You're just flat out wrong. The original point is correct, all modern frameworks have comparable performance, which is why the app will perform similarly, no matter which framework was used.
However, bundle size has a direct impact in loading speed and there are multiple thresholds where even kilobytes can matter.
The only time you can ignore it is if your users will exclusively access your website from a direct broadband connection.
To some people, loading speed is everything. My experience has taught me that it is not.
I work on web apps and I've learnt from experience that optimising software for simplicity and ease of change over a few milliseconds or kb is far more valuable than a lot of people would have you believe.
Your users will barely notice a few kb or ms. But your colleagues do notice software complexity. Your stakeholders do notice delivery times. Your directors do notice costs. And ultimately you'll notice your share value.
That said, you might benefit greatly from fine tuning your bundle sizes and library choices. But what I'm saying, is that maybe you'd make a different choice if you take the time to consider the broader activity of software development.
You are correct that loading times are not valuable for B2B apps or apps behind a login. But the main issue is that there is no simple or straightforward process to achieve performance in load time / run time if its not followed from the start. You build the same capabilities but they are just smaller.
I worked for an analytics product that never really bothered about performance on load or any of the web vital metrics. When they wanted to strike a deal with a fortune 20 customer, they were questioned on the performance of the app. It was not good. Took around 5 to 10 seconds to load everything on a macbook pro.
Now all of a sudden we needed to fix the performance for all the pages. I helped set up the processes we needed to follow to measure and focus. This was one of the most complex scenarios you can face in an Enterprise product. Touching old code for the sake of speed.
btw, the biggest perf improvement we realized was when we switched from React to Preact. There were some issues to iron out but it was okay considering the perf benefit.
this. unless your serving static content, the impact of bundle size is minimial. of course there is a difference between 500kb and 5mb. Just try not to be the 5mb guy.

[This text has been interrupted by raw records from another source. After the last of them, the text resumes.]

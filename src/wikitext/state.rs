//! Tokenizer state
//!
//! A [`State`] is everything the tokenizer needs to resume lexing at the
//! start of any line: the active context, the stack of contexts to return
//! to, the nesting counters, open HTML tags, the embedded state of an
//! extension tag body and the line-scoped emphasis bookkeeping.
//!
//! States are plain owned values. `Clone` produces a fully independent deep
//! copy, so a host can keep one snapshot per line and restart from any of
//! them.
//!
//! # Resumption stack
//!
//! ```text
//! tokenize: TemplateArgument      <- called for the next token
//! stack:    [Default, Link]       <- restored one by one as constructs close
//! ```
//!
//! Popping an empty stack falls back to [`Context::Default`].

use super::config::TagMode;
use super::style::{Counter, Style};
use super::vocabulary::ExtId;
use serde::{Deserialize, Serialize};
use std::collections::VecDeque;

/// Which kind of tag a [`Context::TagName`] or [`Context::CloseBracket`] belongs to
#[derive(Debug, Clone, Copy, PartialEq, Eq, Serialize, Deserialize)]
pub enum TagKind {
    /// A permitted HTML tag
    Html,
    /// A registered extension tag
    Ext(ExtId),
}

/// Block constructs that run until a terminator, possibly across lines
#[derive(Debug, Clone, Copy, PartialEq, Eq, Serialize, Deserialize)]
pub enum BlockKind {
    /// `<!-- ... -->`
    Comment,
    /// Section heading text up to a trailing comment
    HeaderUntilComment,
}

/// Tokenizer context: which lexing routine produces the next token
#[derive(Debug, Clone, PartialEq, Eq, Serialize, Deserialize)]
pub enum Context {
    /// Running wikitext
    Default,
    /// Heading text with `count` trailing equals signs
    SectionHeader {
        /// Length of the trailing `=` run
        count: usize,
    },
    /// Trailing `=` run of a heading
    SectionHeaderEnd,
    /// Comment or heading text before a trailing comment
    Block(BlockKind),
    /// `[[` page name
    Link,
    /// `[[page#` section
    LinkToSection,
    /// `[[page|` label
    LinkText {
        /// `'''` toggled inside the label
        bold: bool,
        /// `''` toggled inside the label
        italic: bool,
    },
    /// `[` followed by a protocol of `len` bytes
    ExternalLinkProtocol {
        /// Protocol length
        len: usize,
    },
    /// Target of an external link
    ExternalLink,
    /// Label of an external link
    ExternalLinkText,
    /// Protocol of a bare URL
    FreeExternalLinkProtocol,
    /// Rest of a bare URL
    FreeExternalLink,
    /// `{{` template name
    TemplatePageName {
        /// Whether some of the name was consumed already
        eaten: bool,
    },
    /// Template argument after `|`
    TemplateArgument {
        /// Whether an `name=` prefix may still follow
        expect_name: bool,
    },
    /// `{{#name` of a parser function
    ParserFunctionName,
    /// Parser function arguments after `:`
    ParserFunctionArguments,
    /// `{{{` variable name
    Variable,
    /// Variable default after `|`
    VariableDefault,
    /// After `:{|`, before the table bracket
    StartTable,
    /// Attributes after `{|` or `|-`
    TableDefinition,
    /// Caption after `|+`
    TableCaption,
    /// Start of a table line
    Table,
    /// Cells of a table line
    TableRow {
        /// Whether a single `|` still separates cell attributes
        start: bool,
        /// Header row (`!`)
        head: bool,
    },
    /// Name of an HTML or extension tag, `len` bytes long
    TagName {
        /// Name length
        len: usize,
        /// `</name`
        close: bool,
        /// HTML or extension tag
        kind: TagKind,
    },
    /// Attributes of an open HTML tag
    HtmlTagAttribute {
        /// Lowercased tag name
        name: String,
    },
    /// Attributes of an extension tag
    ExtTagAttribute {
        /// The tag
        ext: ExtId,
    },
    /// Body of an extension tag
    ExtTagArea {
        /// The tag
        ext: ExtId,
    },
    /// Body tokens up to `window_end` (byte offset) or the end of the line
    ExtTokens {
        /// The tag
        ext: ExtId,
        /// Start of the closing tag on this line, if any
        window_end: Option<usize>,
    },
    /// `</name>` of an extension tag
    ExtCloseTag {
        /// The tag
        ext: ExtId,
    },
    /// The final `>` of a closing tag
    CloseBracket(TagKind),
}

/// Extension tag whose body is currently being lexed
#[derive(Debug, Clone, PartialEq, Eq, Serialize, Deserialize)]
pub struct ActiveExtension {
    /// The tag
    pub ext: ExtId,
    /// How the body is lexed
    pub mode: TagMode,
    /// State of the nested tokenizer ([`TagMode::Wikitext`] only)
    pub embedded: Option<Box<State>>,
}

/// A token produced ahead of time and replayed by later calls
#[derive(Debug, Clone, PartialEq, Eq, Serialize, Deserialize)]
pub(crate) struct BufferedToken {
    /// Cursor position after the token
    pub pos: usize,
    pub style: Style,
    /// State right after the token
    pub state: State,
}

/// Line-scoped bold / italic bookkeeping
#[derive(Debug, Clone, Default, PartialEq, Eq, Serialize, Deserialize)]
pub struct Emphasis {
    /// Bold is on
    pub bold: bool,
    /// Italic is on
    pub italic: bool,
    /// Bold as it was at the first rollback point
    pub was_bold: bool,
    /// Italic as it was at the first rollback point
    pub was_italic: bool,
    /// End of the first `'''` that follows a single-letter word
    pub first_single_letter_word: Option<usize>,
    /// End of the first `'''` that follows a longer word
    pub first_multi_letter_word: Option<usize>,
    /// End of the first `'''` that follows a space
    pub first_space: Option<usize>,
    pub(crate) pending: VecDeque<BufferedToken>,
}

impl Emphasis {
    /// Rollback point in priority order
    #[inline]
    pub fn rollback_point(&self) -> Option<usize> {
        self.first_single_letter_word
            .or(self.first_multi_letter_word)
            .or(self.first_space)
    }

    #[inline]
    pub(crate) fn clear_points(&mut self) {
        self.first_single_letter_word = None;
        self.first_multi_letter_word = None;
        self.first_space = None;
    }

    /// Forget everything belonging to the current line
    pub(crate) fn reset(&mut self) {
        *self = Self::default();
    }
}

/// Complete tokenizer state
#[derive(Debug, Clone, PartialEq, Eq, Serialize, Deserialize)]
pub struct State {
    pub(crate) tokenize: Context,
    pub(crate) stack: Vec<Context>,
    pub(crate) template_depth: u32,
    pub(crate) link_depth: u32,
    pub(crate) ext_depth: u32,
    pub(crate) open_html_tags: Vec<String>,
    pub(crate) active_extension: Option<Box<ActiveExtension>>,
    pub(crate) emphasis: Emphasis,
}

impl State {
    /// State at the start of a document
    pub fn new() -> Self {
        Self {
            tokenize: Context::Default,
            stack: Vec::new(),
            template_depth: 0,
            link_depth: 0,
            ext_depth: 0,
            open_html_tags: Vec::new(),
            active_extension: None,
            emphasis: Emphasis::default(),
        }
    }

    /// Context producing the next token
    #[inline]
    pub fn context(&self) -> &Context {
        &self.tokenize
    }

    /// Contexts waiting to be resumed, outermost first
    #[inline]
    pub fn stack(&self) -> &[Context] {
        &self.stack
    }

    /// Open `{{templates}}`
    #[inline]
    pub fn template_depth(&self) -> u32 {
        self.template_depth
    }

    /// Open links
    #[inline]
    pub fn link_depth(&self) -> u32 {
        self.link_depth
    }

    /// Open parser functions
    #[inline]
    pub fn ext_depth(&self) -> u32 {
        self.ext_depth
    }

    /// HTML tags opened and not yet closed, innermost last
    #[inline]
    pub fn open_html_tags(&self) -> &[String] {
        &self.open_html_tags
    }

    /// Extension tag whose body is being lexed
    #[inline]
    pub fn active_extension(&self) -> Option<&ActiveExtension> {
        self.active_extension.as_deref()
    }

    /// Emphasis bookkeeping of the current line
    #[inline]
    pub fn emphasis(&self) -> &Emphasis {
        &self.emphasis
    }

    #[inline]
    pub(crate) fn emphasis_mut(&mut self) -> &mut Emphasis {
        &mut self.emphasis
    }

    /// Whether all counters are zero and no context is pending
    pub fn is_balanced(&self) -> bool {
        self.template_depth == 0
            && self.link_depth == 0
            && self.ext_depth == 0
            && self.stack.is_empty()
            && self.tokenize == Context::Default
    }

    // ========================================================================
    // Context transitions
    // ========================================================================

    /// Suspend the current context and switch to `next`
    #[inline]
    pub(crate) fn enter(&mut self, next: Context) {
        let current = std::mem::replace(&mut self.tokenize, next);
        self.stack.push(current);
    }

    /// Replace the current context without touching the stack
    #[inline]
    pub(crate) fn switch(&mut self, next: Context) {
        self.tokenize = next;
    }

    /// Resume the most recently suspended context
    pub(crate) fn leave(&mut self) {
        self.tokenize = match self.stack.pop() {
            Some(context) => context,
            None => {
                log_debug!("resumption stack empty, falling back to default context");
                Context::Default
            }
        };
    }

    #[inline]
    pub(crate) fn increment(&mut self, counter: Counter) {
        match counter {
            Counter::Template => self.template_depth += 1,
            Counter::Link => self.link_depth += 1,
            Counter::Ext => self.ext_depth += 1,
        }
    }

    #[inline]
    pub(crate) fn decrement(&mut self, counter: Counter) {
        let depth = match counter {
            Counter::Template => &mut self.template_depth,
            Counter::Link => &mut self.link_depth,
            Counter::Ext => &mut self.ext_depth,
        };
        *depth = depth.saturating_sub(1);
    }

    /// Drop line-scoped emphasis data, here and in any embedded state
    pub(crate) fn finish_line(&mut self) {
        self.emphasis.reset();
        if let Some(inner) = self
            .active_extension
            .as_mut()
            .and_then(|active| active.embedded.as_mut())
        {
            inner.finish_line();
        }
    }
}

impl Default for State {
    fn default() -> Self {
        Self::new()
    }
}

Even if the bundle is always cached locally, a large bundle can hurt startup performance.
A little discipline goes a long way. You probably don’t need to fight against every few kb, but having a bot post the bundle size in every commit can help a lot. If you think you can ignore it, you will, until you can’t ignore it, and then it’s a very annoying problem to solve.
However, bundle size has a direct impact in loading speed and there are multiple thresholds where even kilobytes can matter.
The only time you can ignore it is if your users will exclusively access your website from a direct broadband connection.